Одновременно полковник наводил порядок в батальонах и приданных частях. Утром девятого ноября совещание в штабе бригады было прервано автоматными очередями. Стреляли недалеко. Выскочив на улицу с ППШ, комбриг приказал командиру штабной роты отправить отделение бойцов и выяснить, кто там воюет. Пальба прекратилась так же внезапно, как и началась, и вскоре Катукову доложили, кто и по кому садил очередями. Оказалось, один из воентехников танкового полка увидел на березе белку. Текущий ремонт танков был, в общем, закончен, и слегка осатаневший от безделья техник попытался подстрелить несчастное животное из автомата. Бравый командир успел выпустить полмагазина, так и не попав в обезумевшего от ужаса грызуна, прежде чем подбежавшие танкисты отняли у него ППД.

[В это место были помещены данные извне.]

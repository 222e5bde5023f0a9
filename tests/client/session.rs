use httpmock::Method::GET;
use yafin::{CacheMode, ChartQuery, Interval, YfError};

use crate::common;

#[tokio::test]
async fn session_opens_lazily_and_reopens_after_close() {
    let server = common::setup_server();
    let chart = common::mock_json(&server, "/v8/finance/chart/AAPL", common::CHART_OK);

    let client = common::client(&server);
    assert!(!client.is_open().await);

    let q = ChartQuery::new(Interval::D1);
    client.get_chart("AAPL", &q, CacheMode::Bypass).await.unwrap();
    assert!(client.is_open().await);

    client.close().await;
    client.close().await;
    assert!(!client.is_open().await);

    client.get_chart("AAPL", &q, CacheMode::Bypass).await.unwrap();
    assert!(client.is_open().await);
    chart.assert_calls(2);
}

#[tokio::test]
async fn scoped_closes_on_success_and_on_error() {
    let server = common::setup_server();
    common::mock_json(&server, "/v8/finance/chart/AAPL", common::CHART_OK);
    server.mock(|when, then| {
        when.method(GET).path("/v8/finance/chart/GONE");
        then.status(404);
    });

    let client = common::client(&server);
    let q = ChartQuery::new(Interval::D1);

    let body = client
        .scoped(|c| async move { c.get_chart("AAPL", &q, CacheMode::Bypass).await })
        .await
        .unwrap();
    assert_eq!(body["chart"]["result"][0]["meta"]["currency"], "USD");
    assert!(!client.is_open().await);

    let q = ChartQuery::new(Interval::D1);
    let err = client
        .scoped(|c| async move { c.get_chart("GONE", &q, CacheMode::Bypass).await })
        .await
        .unwrap_err();
    assert!(matches!(err, YfError::Status { status: 404, .. }));
    assert!(!client.is_open().await);
}

#[tokio::test]
async fn clones_share_one_session() {
    let server = common::setup_server();
    let client = common::client(&server);
    let other = client.clone();

    client.ensure_open().await.unwrap();
    assert!(other.is_open().await);

    other.close().await;
    assert!(!client.is_open().await);
    assert!(client.ptr_eq(&other));
}

#[tokio::test]
async fn invalid_builder_settings_are_rejected() {
    let err = yafin::YfClient::builder().max_retries(0).build().unwrap_err();
    assert!(matches!(err, YfError::InvalidParams(_)));

    let err = yafin::YfClient::builder()
        .timeout(std::time::Duration::ZERO)
        .build()
        .unwrap_err();
    assert!(matches!(err, YfError::InvalidParams(_)));
}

Все это было так нелепо, что комбриг даже не смог разозлиться как следует. Глядя на серьезного, заслуженного человека, умелого мастера, что ставил в строй поврежденные машины под Мценском, не покладая рук ремонтировал танки в Кубинке, Катуков просто не знал, что тут поделать. На прямой вопрос: «Какого черта ты стрелял по белке?» воентехник растерянно пожал плечами и сказал, что не знает. Комбриг ограничился тем, что велел отобрать у «стрелка» оружие, и в тот же день в штабе был подготовлен очередной приказ об усилении ответственности за подобные проступки. И Катуков, и комиссар Бойко — оба понимали, что одними приказами дела не поправить. Бригада уже неделю стояла без дела, короткий бой под Каллистово и несколько стычек дозоров с немцами не в счет. Люди томились без дела, ожидание выматывало, подтачивало волю и самым пагубным образом сказывалось на дисциплине.